:: PROBLEM TO WORK ON ::
Copy every line from the data below in which the string "serde" can be found.
INFORMATION GIVEN Block Start
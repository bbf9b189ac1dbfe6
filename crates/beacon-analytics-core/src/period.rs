// Copyright (c) 2025 Geoffrey Huntley <ghuntley@ghuntley.com>. All rights reserved.
// SPDX-License-Identifier: Proprietary

//! Period kinds and bucket boundary computation.

use chrono::{DateTime, Datelike, Duration, NaiveTime, Utc};
use serde::{Deserialize, Serialize};

/// Rollup period kind.
#[derive(Debug, Clone, Copy, PartialEq, Eq, Hash, Serialize, Deserialize)]
#[serde(rename_all = "snake_case")]
pub enum PeriodKind {
	/// Calendar day buckets
	Daily,
	/// Calendar week buckets, Monday-start
	Weekly,
	/// Calendar month buckets
	Monthly,
}

impl PeriodKind {
	/// All period kinds, in bucket-length order.
	pub const ALL: [PeriodKind; 3] = [PeriodKind::Daily, PeriodKind::Weekly, PeriodKind::Monthly];

	/// Computes the canonical bucket start for a reference instant.
	///
	/// Always truncated to day granularity at 00:00:00 UTC:
	/// - `Daily`: the reference date
	/// - `Weekly`: the most recent Monday (inclusive)
	/// - `Monthly`: the first day of the reference month
	#[must_use]
	pub fn bucket_start(self, now: DateTime<Utc>) -> DateTime<Utc> {
		let day = now.date_naive();
		let bucket_day = match self {
			PeriodKind::Daily => day,
			PeriodKind::Weekly => day - Duration::days(i64::from(day.weekday().num_days_from_monday())),
			PeriodKind::Monthly => day.with_day(1).unwrap_or(day),
		};
		bucket_day.and_time(NaiveTime::MIN).and_utc()
	}
}

impl std::fmt::Display for PeriodKind {
	fn fmt(&self, f: &mut std::fmt::Formatter<'_>) -> std::fmt::Result {
		match self {
			PeriodKind::Daily => write!(f, "daily"),
			PeriodKind::Weekly => write!(f, "weekly"),
			PeriodKind::Monthly => write!(f, "monthly"),
		}
	}
}

impl std::str::FromStr for PeriodKind {
	type Err = crate::error::AnalyticsError;

	fn from_str(s: &str) -> Result<Self, Self::Err> {
		match s {
			"daily" => Ok(PeriodKind::Daily),
			"weekly" => Ok(PeriodKind::Weekly),
			"monthly" => Ok(PeriodKind::Monthly),
			_ => Err(crate::error::AnalyticsError::InvalidPeriodKind(
				s.to_string(),
			)),
		}
	}
}

#[cfg(test)]
mod tests {
	use super::*;
	use chrono::TimeZone;
	use proptest::prelude::*;

	fn utc(y: i32, mo: u32, d: u32, h: u32, mi: u32, s: u32) -> DateTime<Utc> {
		Utc.with_ymd_and_hms(y, mo, d, h, mi, s).unwrap()
	}

	proptest! {
		#[test]
		fn period_kind_roundtrip(kind in prop_oneof![
			Just(PeriodKind::Daily),
			Just(PeriodKind::Weekly),
			Just(PeriodKind::Monthly),
		]) {
			let s = kind.to_string();
			let parsed: PeriodKind = s.parse().unwrap();
			prop_assert_eq!(kind, parsed);
		}
	}

	#[test]
	fn test_period_kind_parse_rejects_unknown() {
		assert!("hourly".parse::<PeriodKind>().is_err());
		assert!("".parse::<PeriodKind>().is_err());
		assert!("Daily".parse::<PeriodKind>().is_err());
	}

	#[test]
	fn test_daily_bucket_truncates_to_midnight() {
		let now = utc(2026, 8, 5, 14, 33, 7);
		assert_eq!(PeriodKind::Daily.bucket_start(now), utc(2026, 8, 5, 0, 0, 0));
	}

	#[test]
	fn test_weekly_bucket_starts_monday() {
		// 2026-08-05 is a Wednesday; the week started Monday 2026-08-03
		let now = utc(2026, 8, 5, 14, 33, 7);
		assert_eq!(
			PeriodKind::Weekly.bucket_start(now),
			utc(2026, 8, 3, 0, 0, 0)
		);
	}

	#[test]
	fn test_weekly_bucket_on_monday_is_same_day() {
		let now = utc(2026, 8, 3, 0, 0, 0);
		assert_eq!(
			PeriodKind::Weekly.bucket_start(now),
			utc(2026, 8, 3, 0, 0, 0)
		);
	}

	#[test]
	fn test_weekly_bucket_crosses_year_boundary() {
		// 2026-01-01 is a Thursday; the week started Monday 2025-12-29
		let now = utc(2026, 1, 1, 9, 0, 0);
		assert_eq!(
			PeriodKind::Weekly.bucket_start(now),
			utc(2025, 12, 29, 0, 0, 0)
		);
	}

	#[test]
	fn test_monthly_bucket_starts_first_of_month() {
		let now = utc(2026, 8, 31, 23, 59, 59);
		assert_eq!(
			PeriodKind::Monthly.bucket_start(now),
			utc(2026, 8, 1, 0, 0, 0)
		);
	}

	#[test]
	fn test_bucket_start_is_deterministic() {
		let now = utc(2026, 8, 5, 14, 33, 7);
		for kind in PeriodKind::ALL {
			assert_eq!(kind.bucket_start(now), kind.bucket_start(now));
		}
	}
}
INFORMATION GIVEN Block End
:: YOUR SOLUTION ::
use serde::{Deserialize, Serialize};
#[serde(rename_all = "snake_case")]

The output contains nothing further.